Limit to the waiting game on IPI project: Iran

10 Feb 2010

With reports that China was set to replace India as a partner nation in the Iran-Pakistan-India (IPI) gas pipeline doing the rounds with increasing frequency, Iran on Tuesday said that it hoped India would join the project soon. The Iranian ambassador in India, however, stressed that there should be ''some limit'' to the time being taken to arrive at a decision.

Iran-Afghanistan-Pakistan-India region
Speaking to media representatives on the ''31st anniversary of victory of the Islamic Revolution,'' Iran's ambassador to India, Syed Mehdi Nabizadeh, also remarked that like India his country too did not subscribe to the theory that there were good and bad Taliban.

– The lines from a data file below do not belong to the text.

//! Decides what a type *is* for documentation purposes.

use crate::catalog::{TypeCatalog, TypeDef, TypeRef};
use crate::config::TypeConventions;
use log::debug;

/// Schema tag and format of a scalar type
#[derive(Debug, Clone, PartialEq, Eq)]
pub struct Scalar {
    pub name: String,
    pub format: Option<String>,
}

/// The shape of a type
#[derive(Debug, Clone, PartialEq, Eq)]
pub enum Classification<'a> {
    /// A scalar that is documented by its tag
    Primitive(Scalar),
    /// A scalar whose tag is in the ignore set (`string`, `object`, ...)
    Ignored(Scalar),
    /// A collection; carries the element type
    Array(&'a TypeRef),
    /// A transparent wrapper or newtype; carries the wrapped type
    Wrapper(&'a TypeRef),
    /// An enum from the catalog
    Enum(&'a TypeDef),
    /// A struct from the catalog together with its type arguments
    Model(&'a TypeDef, &'a [TypeRef]),
}

impl Scalar {
    fn new(name: &str, format: Option<&str>) -> Self {
        Self {
            name: name.to_string(),
            format: format.map(str::to_string),
        }
    }
}

/// Classifies [`TypeRef`]s against the type catalog and the configured conventions
#[derive(Debug, Clone, Copy)]
pub struct TypeClassifier<'a> {
    catalog: &'a TypeCatalog,
    conventions: &'a TypeConventions,
}

impl<'a> TypeClassifier<'a> {
    pub fn new(catalog: &'a TypeCatalog, conventions: &'a TypeConventions) -> Self {
        Self {
            catalog,
            conventions,
        }
    }

    pub fn catalog(&self) -> &'a TypeCatalog {
        self.catalog
    }

    pub fn conventions(&self) -> &'a TypeConventions {
        self.conventions
    }

    pub fn classify(&self, ty: &'a TypeRef) -> Classification<'a> {
        match ty {
            TypeRef::Named { name, args } => self.classify_named(name, args),
            TypeRef::Slice(elem) if is_byte(elem) => self.scalar("string", Some("byte")),
            TypeRef::Slice(elem) => Classification::Array(elem),
            TypeRef::Tuple(elems) if elems.is_empty() => self.scalar("void", None),
            TypeRef::Tuple(_) | TypeRef::Opaque => self.scalar("object", None),
        }
    }

    fn classify_named(&self, name: &str, args: &'a [TypeRef]) -> Classification<'a> {
        let conventions = self.conventions;

        if let Some(first) = args.first() {
            if conventions.is_wrapper(name) {
                return Classification::Wrapper(first);
            }
            if conventions.is_sequence(name) {
                if is_byte(first) {
                    return self.scalar("string", Some("byte"));
                }
                return Classification::Array(first);
            }
        }

        if conventions.is_map(name) {
            return self.scalar("object", None);
        }
        if let Some((tag, format)) = builtin_scalar(name) {
            return self.scalar(tag, format);
        }
        if let Some(mapping) = conventions.scalars.get(name) {
            return self.scalar(&mapping.schema_type, mapping.format.as_deref());
        }

        match self.catalog.get(name) {
            Some(def) if def.is_enum() => Classification::Enum(def),
            Some(def) => match def.newtype_inner() {
                Some(inner) => Classification::Wrapper(newtype_payload(def, inner, args)),
                None => Classification::Model(def, args),
            },
            None => {
                debug!("Type `{}` is not defined in the sources, documenting as object", name);
                self.scalar("object", None)
            }
        }
    }

    fn scalar(&self, tag: &str, format: Option<&str>) -> Classification<'a> {
        let scalar = Scalar::new(tag, format);
        if self.conventions.is_ignored(tag) {
            Classification::Ignored(scalar)
        } else {
            Classification::Primitive(scalar)
        }
    }

    /// Strip wrappers until a non-wrapper type is reached
    pub fn unwrap(&self, mut ty: &'a TypeRef) -> &'a TypeRef {
        while let Classification::Wrapper(inner) = self.classify(ty) {
            ty = inner;
        }
        ty
    }

    /// Whether every named type in `ty` is a known scalar, convention or catalog type
    pub fn is_known(&self, ty: &TypeRef) -> bool {
        match ty {
            TypeRef::Named { name, args } => {
                let name = name.as_str();
                if builtin_scalar(name).is_some() || self.conventions.scalars.contains_key(name) {
                    return true;
                }
                let shape_known = self.conventions.is_wrapper(name)
                    || self.conventions.is_sequence(name)
                    || self.conventions.is_map(name)
                    || self.catalog.get(name).is_some();
                shape_known && args.iter().all(|arg| self.is_known(arg))
            }
            TypeRef::Slice(elem) => self.is_known(elem),
            TypeRef::Tuple(elems) => elems.iter().all(|e| self.is_known(e)),
            TypeRef::Opaque => false,
        }
    }
}

// A newtype over a bare type parameter forwards the matching argument
fn newtype_payload<'a>(def: &TypeDef, inner: &'a TypeRef, args: &'a [TypeRef]) -> &'a TypeRef {
    let param = match inner {
        TypeRef::Named { name, args: inner_args } if inner_args.is_empty() => name,
        _ => return inner,
    };
    def.generics
        .iter()
        .position(|g| g == param)
        .and_then(|i| args.get(i))
        .unwrap_or(inner)
}

fn is_byte(ty: &TypeRef) -> bool {
    ty.name() == Some("u8")
}

/// Schema tag and format of the Rust primitives
fn builtin_scalar(name: &str) -> Option<(&'static str, Option<&'static str>)> {
    let mapping = match name {
        "String" | "str" | "char" => ("string", None),
        "bool" => ("boolean", None),
        "i8" | "i16" | "i32" | "u8" | "u16" | "u32" => ("integer", Some("int32")),
        "i64" | "i128" | "isize" | "u64" | "u128" | "usize" => ("integer", Some("int64")),
        "f32" => ("number", Some("float")),
        "f64" => ("number", Some("double")),
        _ => return None,
    };
    Some(mapping)
}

 ''We are keeping alive our negotiations on IPI. A team from the Indian oil ministry was in Tehran recently,'' Nabizadeh said when queried about the expiry of the one month timeline reportedly set in a meeting between Indian petroleum minister, Murli Deora, and Iranian deputy oil minister, Seifollah Jashnsaz, here last month.

He pointed out that discussions on the pipeline had been going on for 15 years and that negotiations with Pakistan were reaching the implementation stage.

''The doors are open to India to join. We can't wait indefinitely. There should be some limit. We hope it will be decided in the future,'' Nabizadeh said.

On Afghanistan, Nabizadeh pointed out none of the three objectives set in 2001 for foreign military intervention had been met.